Os moradores da Cidade de Deus de verdade, onde aconteceram as histórias narradas no filme
de Fernando Meirelles e Kátia Lund (baseado no livro homônimo de Paulo Lins), afirmam
que, depois da estréia da obra, tornaram-se alvo de discriminação.
O preconceito se revelaria tanto no comportamento da polícia, que, segundo eles, promove
ações cada vez mais ostensivas na favela, quanto na hora de conseguir emprego ou crédito.

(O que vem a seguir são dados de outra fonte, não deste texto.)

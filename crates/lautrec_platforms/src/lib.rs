//! Platform constraint registry and content validation.
//!
//! Every destination platform carries a fixed set of constraints: a
//! character ceiling, hashtag limits, and target image dimensions. This
//! crate loads those constraints once at startup into an immutable
//! [`PlatformRegistry`] and provides the pure [`validate`] function that
//! checks generated copy against a [`PlatformSpec`].

#![forbid(unsafe_code)]
#![warn(missing_docs)]

mod registry;
mod spec;
mod validator;

pub use registry::PlatformRegistry;
pub use spec::{CaptionStyle, PlatformSpec};
pub use validator::{Validation, format_hashtags, published_text, validate};
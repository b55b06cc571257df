//! Lautrec CLI binary.
//!
//! This binary provides command-line access to the campaign pipeline:
//! - Generate a campaign from a brief
//! - Inspect the platform registry
//! - Estimate campaign costs
//! - Probe collaborator health

use clap::Parser;

mod cli;

#[tokio::main]
async fn main() -> Result<(), Box<dyn std::error::Error>> {
    use cli::{Cli, Commands, run_campaign, show_estimate, show_health, show_platforms};

    // Load environment variables from .env file
    let _ = dotenvy::dotenv();

    // Parse command-line arguments
    let cli = Cli::parse();

    // Initialize tracing
    let log_level = if cli.verbose {
        tracing::Level::DEBUG
    } else {
        tracing::Level::INFO
    };

    tracing_subscriber::fmt()
        .with_max_level(log_level)
        .with_target(false)
        .with_writer(std::io::stderr)
        .init();

    // Execute the requested command
    match cli.command {
        Commands::Run(args) => {
            run_campaign(args).await?;
        }

        Commands::Platforms => {
            show_platforms()?;
        }

        Commands::Estimate(args) => {
            show_estimate(args)?;
        }

        Commands::Health => {
            show_health().await?;
        }
    }

    Ok(())
}
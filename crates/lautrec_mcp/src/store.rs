//! Content-addressed artifact store for generated images.
//!
//! Image payloads are large; when a caller opts out of inline base64 the
//! tool layer decodes them here and returns filesystem paths instead.
//! Files are stored by SHA-256 hash, so regenerating identical content
//! deduplicates automatically.

use crate::{McpError, McpResult};
use sha2::{Digest, Sha256};
use std::path::{Path, PathBuf};
use tracing::{debug, instrument};

/// Filesystem store rooted at the configured output directory.
///
/// Layout: `{base_path}/{hash[0:2]}/{hash}.{ext}`. Writes go through a
/// temp file and rename for atomicity.
#[derive(Debug, Clone)]
pub struct ArtifactStore {
    base_path: PathBuf,
}

impl ArtifactStore {
    /// Create a store, creating the base directory if needed.
    ///
    /// # Errors
    ///
    /// Returns an error if the directory cannot be created or accessed.
    pub fn new(base_path: impl Into<PathBuf>) -> McpResult<Self> {
        let base_path = base_path.into();

        std::fs::create_dir_all(&base_path).map_err(|e| {
            McpError::StoreError(format!(
                "Failed to create output directory {}: {}",
                base_path.display(),
                e
            ))
        })?;

        Ok(Self { base_path })
    }

    /// Root directory of the store.
    pub fn base_path(&self) -> &Path {
        &self.base_path
    }

    /// Compute SHA-256 hash of data.
    fn compute_hash(data: &[u8]) -> String {
        let mut hasher = Sha256::new();
        hasher.update(data);
        format!("{:x}", hasher.finalize())
    }

    /// File extension for a payload MIME type.
    fn extension(mime: Option<&str>) -> &'static str {
        match mime {
            Some("image/jpeg") => "jpg",
            Some("image/webp") => "webp",
            // Imagen answers PNG unless asked otherwise
            _ => "png",
        }
    }

    /// Store decoded image bytes, returning the file's path.
    ///
    /// Identical content hashes to an identical path, so repeated stores
    /// are idempotent.
    ///
    /// # Errors
    ///
    /// Returns an error if a directory or file cannot be written.
    #[instrument(skip(self, data), fields(bytes = data.len()))]
    pub fn store_image(&self, data: &[u8], mime: Option<&str>) -> McpResult<PathBuf> {
        let hash = Self::compute_hash(data);
        let dir = self.base_path.join(&hash[0..2]);
        let path = dir.join(format!("{}.{}", hash, Self::extension(mime)));

        if path.exists() {
            debug!(path = %path.display(), "Artifact already stored");
            return Ok(path);
        }

        std::fs::create_dir_all(&dir).map_err(|e| {
            McpError::StoreError(format!("Failed to create {}: {}", dir.display(), e))
        })?;

        // Temp file + rename keeps partially written artifacts invisible.
        let temp = dir.join(format!(".{}.tmp", uuid::Uuid::new_v4()));
        std::fs::write(&temp, data).map_err(|e| {
            McpError::StoreError(format!("Failed to write {}: {}", temp.display(), e))
        })?;
        std::fs::rename(&temp, &path).map_err(|e| {
            let _ = std::fs::remove_file(&temp);
            McpError::StoreError(format!("Failed to finalize {}: {}", path.display(), e))
        })?;

        debug!(path = %path.display(), "Artifact stored");
        Ok(path)
    }

    /// Probe whether the output directory is writable.
    pub fn writable(&self) -> bool {
        let probe = self
            .base_path
            .join(format!(".probe-{}", uuid::Uuid::new_v4()));
        match std::fs::write(&probe, b"probe") {
            Ok(()) => {
                let _ = std::fs::remove_file(&probe);
                true
            }
            Err(_) => false,
        }
    }
}

#[cfg(test)]
mod tests {
    use super::*;

    fn temp_store() -> ArtifactStore {
        let dir = std::env::temp_dir().join(format!("lautrec-store-{}", uuid::Uuid::new_v4()));
        ArtifactStore::new(dir).unwrap()
    }

    #[test]
    fn stores_and_deduplicates_by_content() {
        let store = temp_store();
        let first = store.store_image(b"payload", Some("image/png")).unwrap();
        let second = store.store_image(b"payload", Some("image/png")).unwrap();
        assert_eq!(first, second);
        assert_eq!(std::fs::read(&first).unwrap(), b"payload");
    }

    #[test]
    fn extension_follows_mime() {
        let store = temp_store();
        let jpg = store.store_image(b"a", Some("image/jpeg")).unwrap();
        assert!(jpg.to_string_lossy().ends_with(".jpg"));
        let png = store.store_image(b"b", None).unwrap();
        assert!(png.to_string_lossy().ends_with(".png"));
    }

    #[test]
    fn fresh_directory_is_writable() {
        assert!(temp_store().writable());
    }
}
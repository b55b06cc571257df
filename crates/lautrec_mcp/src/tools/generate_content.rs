//! Content-only campaign generation tool.

use crate::tools::McpTool;
use crate::{McpError, McpResult};
use async_trait::async_trait;
use chrono::Utc;
use lautrec_campaign::CampaignOrchestrator;
use lautrec_core::{CampaignBriefBuilder, ContentStyle, HashtagStrategy};
use serde::Deserialize;
use serde_json::{Value, json};
use std::sync::Arc;
use tracing::{debug, instrument};

#[derive(Debug, Deserialize)]
struct GenerateContentInput {
    campaign_brief: String,
    platforms: Vec<String>,
    #[serde(default)]
    style: Option<ContentStyle>,
    #[serde(default)]
    hashtag_strategy: Option<HashtagStrategy>,
    #[serde(default)]
    target_audience: Option<String>,
    #[serde(default = "default_include_cta")]
    include_cta: bool,
}

fn default_include_cta() -> bool {
    true
}

/// Tool running the content-only campaign path (no images; cheaper and
/// faster).
#[derive(Clone)]
pub struct GenerateCampaignContentTool {
    orchestrator: Arc<CampaignOrchestrator>,
}

impl GenerateCampaignContentTool {
    /// Creates the tool around a shared orchestrator.
    pub fn new(orchestrator: Arc<CampaignOrchestrator>) -> Self {
        Self { orchestrator }
    }
}

#[async_trait]
impl McpTool for GenerateCampaignContentTool {
    fn name(&self) -> &str {
        "generate_campaign_content"
    }

    fn description(&self) -> &str {
        "Generate platform-tailored marketing copy with hashtags for every requested \
         platform from a single campaign brief. Content only; use batch_generate_campaign \
         for images. Unknown platforms are reported in place, never dropped."
    }

    fn input_schema(&self) -> Value {
        json!({
            "type": "object",
            "properties": {
                "campaign_brief": {
                    "type": "string",
                    "description": "What to promote"
                },
                "platforms": {
                    "type": "array",
                    "items": {"type": "string"},
                    "description": "Destination platform identifiers, e.g. instagram_feed, twitter_post"
                },
                "style": {
                    "type": "string",
                    "enum": ["professional", "casual", "humorous", "educational", "promotional"]
                },
                "hashtag_strategy": {
                    "type": "string",
                    "enum": ["industry-specific", "trending", "branded", "niche"]
                },
                "target_audience": {
                    "type": "string",
                    "description": "Audience the copy should address"
                },
                "include_cta": {
                    "type": "boolean",
                    "description": "End each post with a call to action (default true)"
                }
            },
            "required": ["campaign_brief", "platforms"]
        })
    }

    #[instrument(skip(self, input))]
    async fn execute(&self, input: Value) -> McpResult<Value> {
        let input: GenerateContentInput = serde_json::from_value(input)
            .map_err(|e| McpError::InvalidInput(e.to_string()))?;

        debug!(platforms = input.platforms.len(), "Generating campaign content");

        let mut builder = CampaignBriefBuilder::default();
        builder
            .brief(input.campaign_brief)
            .platforms(input.platforms)
            .style(input.style.unwrap_or_default())
            .hashtag_strategy(input.hashtag_strategy.unwrap_or_default())
            .include_cta(input.include_cta);
        if let Some(audience) = input.target_audience {
            builder.target_audience(audience);
        }
        let brief = builder
            .build()
            .map_err(|e| McpError::InvalidInput(e.to_string()))?;

        let result = self.orchestrator.run_content_only(&brief).await;

        let mut value = serde_json::to_value(&result)
            .map_err(|e| McpError::ToolExecutionFailed(e.to_string()))?;
        if let Some(map) = value.as_object_mut() {
            map.insert("success".to_string(), json!(true));
            map.insert("timestamp".to_string(), json!(Utc::now().to_rfc3339()));
        }
        Ok(value)
    }
}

"Esculacharam a favela!", disse à reportagem da Folha um comerciante de 45 anos, que
preferiu não se identificar. "Depois disso aí, quando souberam que eu era da Cidade de Deus,
ficou mais difícil abrir um crediário."
"Tem casos de meninos aqui que foram procurar emprego e, quando leram no currículo o
endereço onde moravam, disseram apenas que iriam enviar uma carta com o resultado da
seleção. Os meninos estão esperando essas cartas até hoje. E elas nunca vão chegar", conta o
líder comunitário Jorge Vilela, 42, que desde 1971 vive na CDD -como os moradores
chamam a favela.
Para estudante Paulo (nome fictício), 19, o pior foi a mudança da abordagem policial com os
moradores. "A gente já não era tratado pela polícia de uma maneira legal. Parece que piorou
ainda mais. Agora, eles acham que todo mundo aqui é bandido, traficante ou está envolvido
com o tráfico."
Ao focar o enredo do filme nos traficantes e bandidos da CDD, o filme, de acordo com os
moradores, generalizou o banditismo.
O livro de Paulo Lins, ex-morador da Cidade de Deus, no qual o filme se fundamenta, foi
baseado em uma pesquisa realizada sob a orientação da antropóloga Alba Zaluar, professora
da Universidade Estadual do Rio de Janeiro.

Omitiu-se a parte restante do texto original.